◆ **What needs to be done**
What you give back must match the records below word for word.

[Saved data entries]
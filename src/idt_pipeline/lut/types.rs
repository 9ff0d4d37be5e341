//! LUT types

use crate::idt_pipeline::common::error::{IdtError, Result, Stage};
use crate::idt_pipeline::config::{BoundaryPolicy, Interpolator};
use crate::idt_pipeline::lut::interpolate::{pchip_slopes, uniform_linear, uniform_pchip};

/// Encoded-domain interval backed by observed samples.
#[derive(Debug, Clone, Copy, PartialEq)]
pub struct Coverage {
    pub lo: f64,
    pub hi: f64,
}

impl Coverage {
    pub fn contains(&self, x: f64) -> bool {
        x >= self.lo && x <= self.hi
    }
}

/// Uniformly sampled curve over the encoded domain `[0, 1]`.
#[derive(Debug, Clone, PartialEq)]
pub struct Lut1D {
    table: Vec<f64>,
    interpolator: Interpolator,
    boundary: BoundaryPolicy,
    /// Hermite slopes, empty unless the interpolator is cubic
    slopes: Vec<f64>,
}

impl Lut1D {
    pub fn new(table: Vec<f64>, interpolator: Interpolator, boundary: BoundaryPolicy) -> Result<Self> {
        if table.len() < 2 {
            return Err(IdtError::InvalidConfig(format!(
                "a LUT needs at least 2 entries, got {}",
                table.len()
            )));
        }
        if table.iter().any(|v| !v.is_finite()) {
            return Err(IdtError::non_finite(Stage::LutFilter, "LUT table"));
        }
        let slopes = match interpolator {
            Interpolator::Linear => Vec::new(),
            Interpolator::Cubic => pchip_slopes(&table),
        };
        Ok(Self {
            table,
            interpolator,
            boundary,
            slopes,
        })
    }

    pub fn table(&self) -> &[f64] {
        &self.table
    }

    pub fn len(&self) -> usize {
        self.table.len()
    }

    pub fn is_empty(&self) -> bool {
        self.table.is_empty()
    }

    pub fn interpolator(&self) -> Interpolator {
        self.interpolator
    }

    pub fn boundary(&self) -> BoundaryPolicy {
        self.boundary
    }

    /// Decodes one encoded value. Inputs outside `[0, 1]` follow the
    /// boundary policy.
    pub fn apply(&self, x: f64) -> f64 {
        let last = self.table.len() - 1;
        if x < 0.0 || x > 1.0 {
            let (edge, anchor, slope) = if x < 0.0 {
                (self.table[0], 0.0, self.edge_slope(0, 1))
            } else {
                (self.table[last], 1.0, self.edge_slope(last - 1, last))
            };
            return match self.boundary {
                BoundaryPolicy::Clamp => edge,
                BoundaryPolicy::Linear => edge + slope * (x - anchor),
            };
        }
        match self.interpolator {
            Interpolator::Linear => uniform_linear(&self.table, x),
            Interpolator::Cubic => uniform_pchip(&self.table, &self.slopes, x),
        }
    }

    fn edge_slope(&self, a: usize, b: usize) -> f64 {
        (self.table[b] - self.table[a]) * (self.table.len() - 1) as f64
    }

    pub fn is_monotonic(&self) -> bool {
        self.table.windows(2).all(|w| w[1] >= w[0])
    }
}

/// Three per-channel LUTs with the encoded range each was fitted on.
#[derive(Debug, Clone, PartialEq)]
pub struct Lut3x1D {
    pub channels: [Lut1D; 3],
    pub coverage: [Coverage; 3],
}

impl Lut3x1D {
    pub fn size(&self) -> usize {
        self.channels[0].len()
    }

    pub fn apply_rgb(&self, rgb: [f64; 3]) -> [f64; 3] {
        [
            self.channels[0].apply(rgb[0]),
            self.channels[1].apply(rgb[1]),
            self.channels[2].apply(rgb[2]),
        ]
    }
}

#[cfg(test)]
mod tests {
    use super::*;

    fn ramp(boundary: BoundaryPolicy) -> Lut1D {
        let table = (0..5).map(|i| 2.0 * i as f64 / 4.0).collect();
        Lut1D::new(table, Interpolator::Linear, boundary).unwrap()
    }

    #[test]
    fn test_apply_inside_domain() {
        let lut = ramp(BoundaryPolicy::Clamp);
        assert!((lut.apply(0.3) - 0.6).abs() < 1e-12);
        assert!((lut.apply(1.0) - 2.0).abs() < 1e-12);
    }

    #[test]
    fn test_boundary_policies() {
        let clamp = ramp(BoundaryPolicy::Clamp);
        assert_eq!(clamp.apply(-0.5), 0.0);
        assert_eq!(clamp.apply(1.5), 2.0);

        let linear = ramp(BoundaryPolicy::Linear);
        assert!((linear.apply(-0.5) + 1.0).abs() < 1e-12);
        assert!((linear.apply(1.5) - 3.0).abs() < 1e-12);
    }

    #[test]
    fn test_cubic_lookup_matches_linear_on_a_ramp() {
        let table: Vec<f64> = (0..16).map(|i| i as f64 / 15.0).collect();
        let lut = Lut1D::new(table, Interpolator::Cubic, BoundaryPolicy::Clamp).unwrap();
        assert!((lut.apply(0.42) - 0.42).abs() < 1e-12);
    }

    #[test]
    fn test_invalid_tables() {
        assert!(Lut1D::new(vec![1.0], Interpolator::Linear, BoundaryPolicy::Clamp).is_err());
        assert!(matches!(
            Lut1D::new(vec![0.0, f64::NAN], Interpolator::Linear, BoundaryPolicy::Clamp),
            Err(IdtError::NonFiniteValue { .. })
        ));
    }
}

◆ **Exercise output**
filename src/idt_pipeline/lut/types.rs
repository 9ff0d4d37be5e341
//! LUT types

use crate::idt_pipeline::common::error::{IdtError, Result, Stage};
use crate::idt_pipeline::config::{BoundaryPolicy, Interpolator};
use crate::idt_pipeline::lut::interpolate::{pchip_slopes, uniform_linear, uniform_pchip};

/// Encoded-domain interval backed by observed samples.
#[derive(Debug, Clone, Copy, PartialEq)]
pub struct Coverage {
    pub lo: f64,
    pub hi: f64,
}

impl Coverage {
    pub fn contains(&self, x: f64) -> bool {
        x >= self.lo && x <= self.hi
    }
}

/// Uniformly sampled curve over the encoded domain `[0, 1]`.
#[derive(Debug, Clone, PartialEq)]
pub struct Lut1D {
    table: Vec<f64>,
    interpolator: Interpolator,
    boundary: BoundaryPolicy,
    /// Hermite slopes, empty unless the interpolator is cubic
    slopes: Vec<f64>,
}

impl Lut1D {
    pub fn new(table: Vec<f64>, interpolator: Interpolator, boundary: BoundaryPolicy) -> Result<Self> {
        if table.len() < 2 {
            return Err(IdtError::InvalidConfig(format!(
                "a LUT needs at least 2 entries, got {}",
                table.len()
            )));
        }
        if table.iter().any(|v| !v.is_finite()) {
            return Err(IdtError::non_finite(Stage::LutFilter, "LUT table"));
        }
        let slopes = match interpolator {
            Interpolator::Linear => Vec::new(),
            Interpolator::Cubic => pchip_slopes(&table),
        };
        Ok(Self {
            table,
            interpolator,
            boundary,
            slopes,
        })
    }

    pub fn table(&self) -> &[f64] {
        &self.table
    }

    pub fn len(&self) -> usize {
        self.table.len()
    }

    pub fn is_empty(&self) -> bool {
        self.table.is_empty()
    }

    pub fn interpolator(&self) -> Interpolator {
        self.interpolator
    }

    pub fn boundary(&self) -> BoundaryPolicy {
        self.boundary
    }

    /// Decodes one encoded value. Inputs outside `[0, 1]` follow the
    /// boundary policy.
    pub fn apply(&self, x: f64) -> f64 {
        let last = self.table.len() - 1;
        if x < 0.0 || x > 1.0 {
            let (edge, anchor, slope) = if x < 0.0 {
                (self.table[0], 0.0, self.edge_slope(0, 1))
            } else {
                (self.table[last], 1.0, self.edge_slope(last - 1, last))
            };
            return match self.boundary {
                BoundaryPolicy::Clamp => edge,
                BoundaryPolicy::Linear => edge + slope * (x - anchor),
            };
        }
        match self.interpolator {
            Interpolator::Linear => uniform_linear(&self.table, x),
            Interpolator::Cubic => uniform_pchip(&self.table, &self.slopes, x),
        }
    }

    fn edge_slope(&self, a: usize, b: usize) -> f64 {
        (self.table[b] - self.table[a]) * (self.table.len() - 1) as f64
    }

    pub fn is_monotonic(&self) -> bool {
        self.table.windows(2).all(|w| w[1] >= w[0])
    }
}

/// Three per-channel LUTs with the encoded range each was fitted on.
#[derive(Debug, Clone, PartialEq)]
pub struct Lut3x1D {
    pub channels: [Lut1D; 3],
    pub coverage: [Coverage; 3],
}

impl Lut3x1D {
    pub fn size(&self) -> usize {
        self.channels[0].len()
    }

    pub fn apply_rgb(&self, rgb: [f64; 3]) -> [f64; 3] {
        [
            self.channels[0].apply(rgb[0]),
            self.channels[1].apply(rgb[1]),
            self.channels[2].apply(rgb[2]),
        ]
    }
}

#[cfg(test)]
mod tests {
    use super::*;

    fn ramp(boundary: BoundaryPolicy) -> Lut1D {
        let table = (0..5).map(|i| 2.0 * i as f64 / 4.0).collect();
        Lut1D::new(table, Interpolator::Linear, boundary).unwrap()
    }

    #[test]
    fn test_apply_inside_domain() {
        let lut = ramp(BoundaryPolicy::Clamp);
        assert!((lut.apply(0.3) - 0.6).abs() < 1e-12);
        assert!((lut.apply(1.0) - 2.0).abs() < 1e-12);
    }

    #[test]
    fn test_boundary_policies() {
        let clamp = ramp(BoundaryPolicy::Clamp);
        assert_eq!(clamp.apply(-0.5), 0.0);
        assert_eq!(clamp.apply(1.5), 2.0);

        let linear = ramp(BoundaryPolicy::Linear);
        assert!((linear.apply(-0.5) + 1.0).abs() < 1e-12);
        assert!((linear.apply(1.5) - 3.0).abs() < 1e-12);
    }

    #[test]
    fn test_cubic_lookup_matches_linear_on_a_ramp() {
        let table: Vec<f64> = (0..16).map(|i| i as f64 / 15.0).collect();
        let lut = Lut1D::new(table, Interpolator::Cubic, BoundaryPolicy::Clamp).unwrap();
        assert!((lut.apply(0.42) - 0.42).abs() < 1e-12);
    }

    #[test]
    fn test_invalid_tables() {
        assert!(Lut1D::new(vec![1.0], Interpolator::Linear, BoundaryPolicy::Clamp).is_err());
        assert!(matches!(
            Lut1D::new(vec![0.0, f64::NAN], Interpolator::Linear, BoundaryPolicy::Clamp),
            Err(IdtError::NonFiniteValue { .. })
        ));
    }
}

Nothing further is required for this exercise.